As soon as the curtain fell on the final performance of South Pacific, Patty Bellinger and Larry Grecov were making plans for Music Man. Larry himself played Harold Hill, and Jeanne Chausse was cast as Mayor Shinn’s comical wife. Andrés was in the Barbershop Quartet, my sons Ruben and Adrian were boys in the band, doubling as traveling salesmen in the opening scenes. I was a Pick-a-Little Lady. Adrian gave everyone quite a surprise when one of the featured dancers didn’t show up for an important dress rehearsal that was to serve as a sneak preview for the Tapateatro Board of Directors. In one of the opening scenes, three traveling salesmen break away from the others and dance. Two of the traveling salesmen were dance teachers and choreographers of the show. As they fretted about what to do, Adrian, who was already quite tall and mature-looking at 14, stepped up and said, “I know all the steps. I can fill in.” The choreographers were surprised but doubtful that he could do it, so they did a mini-audition right there. It was true; he knew the steps and executed them to near-perfection. The board members never knew the difference.

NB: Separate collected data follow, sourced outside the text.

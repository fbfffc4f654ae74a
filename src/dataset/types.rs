//! Core row types for the synthetic grid data
//!
//! - `Row`: a single grid row
//! - `Strategy` and `Location`: enum-like classification columns
//! - `Dataset`: an immutable, cheaply cloned sequence of rows

use serde::{Deserialize, Serialize};
use std::sync::Arc;

/// One complete set of rows available at a rotation step.
///
/// Datasets are never mutated after generation, so they are shared as
/// `Arc<[Row]>` and handing one to a frame costs a refcount bump.
pub type Dataset = Arc<[Row]>;

/// A single grid row
#[derive(Debug, Clone, Serialize, Deserialize, PartialEq, Eq)]
pub struct Row {
    /// 1-based identifier, unique within a dataset
    pub id: u32,
    /// Display name of the agent (e.g. "Agent 7")
    pub agent: String,
    /// Trading strategy the agent runs
    pub strategy: Strategy,
    /// Desk location
    pub location: Location,
    /// Risk score in 0..100
    pub risk: u32,
}

impl Row {
    /// Create a new row
    pub fn new(
        id: u32,
        agent: impl Into<String>,
        strategy: Strategy,
        location: Location,
        risk: u32,
    ) -> Self {
        Self {
            id,
            agent: agent.into(),
            strategy,
            location,
            risk,
        }
    }
}

/// Trading strategy column
#[derive(Debug, Clone, Copy, Serialize, Deserialize, PartialEq, Eq, Hash)]
#[serde(rename_all = "snake_case")]
pub enum Strategy {
    Momentum,
    MeanReversion,
    TrendFollowing,
    StatisticalArbitrage,
    MarketMaking,
}

impl Strategy {
    /// Get all strategies for iteration
    pub fn all() -> &'static [Strategy] {
        &[
            Strategy::Momentum,
            Strategy::MeanReversion,
            Strategy::TrendFollowing,
            Strategy::StatisticalArbitrage,
            Strategy::MarketMaking,
        ]
    }
}

impl std::fmt::Display for Strategy {
    fn fmt(&self, f: &mut std::fmt::Formatter<'_>) -> std::fmt::Result {
        match self {
            Strategy::Momentum => write!(f, "Momentum"),
            Strategy::MeanReversion => write!(f, "Mean Reversion"),
            Strategy::TrendFollowing => write!(f, "Trend Following"),
            Strategy::StatisticalArbitrage => write!(f, "Statistical Arbitrage"),
            Strategy::MarketMaking => write!(f, "Market Making"),
        }
    }
}

/// Desk location column
#[derive(Debug, Clone, Copy, Serialize, Deserialize, PartialEq, Eq, Hash)]
#[serde(rename_all = "snake_case")]
pub enum Location {
    NewYork,
    London,
    Tokyo,
    Singapore,
    HongKong,
}

impl Location {
    /// Get all locations for iteration
    pub fn all() -> &'static [Location] {
        &[
            Location::NewYork,
            Location::London,
            Location::Tokyo,
            Location::Singapore,
            Location::HongKong,
        ]
    }
}

impl std::fmt::Display for Location {
    fn fmt(&self, f: &mut std::fmt::Formatter<'_>) -> std::fmt::Result {
        match self {
            Location::NewYork => write!(f, "New York"),
            Location::London => write!(f, "London"),
            Location::Tokyo => write!(f, "Tokyo"),
            Location::Singapore => write!(f, "Singapore"),
            Location::HongKong => write!(f, "Hong Kong"),
        }
    }
}

#[cfg(test)]
mod tests {
    use super::*;

    #[test]
    fn test_display_names() {
        assert_eq!(Strategy::StatisticalArbitrage.to_string(), "Statistical Arbitrage");
        assert_eq!(Location::HongKong.to_string(), "Hong Kong");
    }

    #[test]
    fn test_row_serialization() {
        let row = Row::new(1, "Agent 1", Strategy::MeanReversion, Location::NewYork, 42);
        let json = serde_json::to_string(&row).unwrap();
        assert!(json.contains("\"strategy\":\"mean_reversion\""));
        assert!(json.contains("\"location\":\"new_york\""));

        let parsed: Row = serde_json::from_str(&json).unwrap();
        assert_eq!(parsed, row);
    }
}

After Music Man, an interesting space became available at San Jose del Tajo, where many retirees, including Larry, had put down trailers or RVs and made a place to call home. The space had been a large chicken house, but San Jose del Tajo had not been a working ranch for many, many years. With a few decorative touches, a little carpentry, and a lot of ingenuity, the former chicken house was turned into a theater-in-the-round, and plays were staged while dinner was catered. I had a speaking part as Mrs. Chauvenet in Harvey, and Andres co-starred in Harvey and The Odd Couple. The Colony Reporter drama critic called my performance “adequate.” I was thrilled just to be mentioned, but I knew I shouldn’t quit my day job! After The Odd Couple, Andres, Larry Grecov, and Jeanne Chausse staged a highly entertaining Noel Coward Review at a club in Ajijic.

I left for Texas with the children in August, 1986. Andres continued to act and sing in productions. After we left, he did an encore performance as Emile DeBecq with a new Nelly Forbush in a South Pacific revival and had a significant part in The Unsinkable Molly Brown.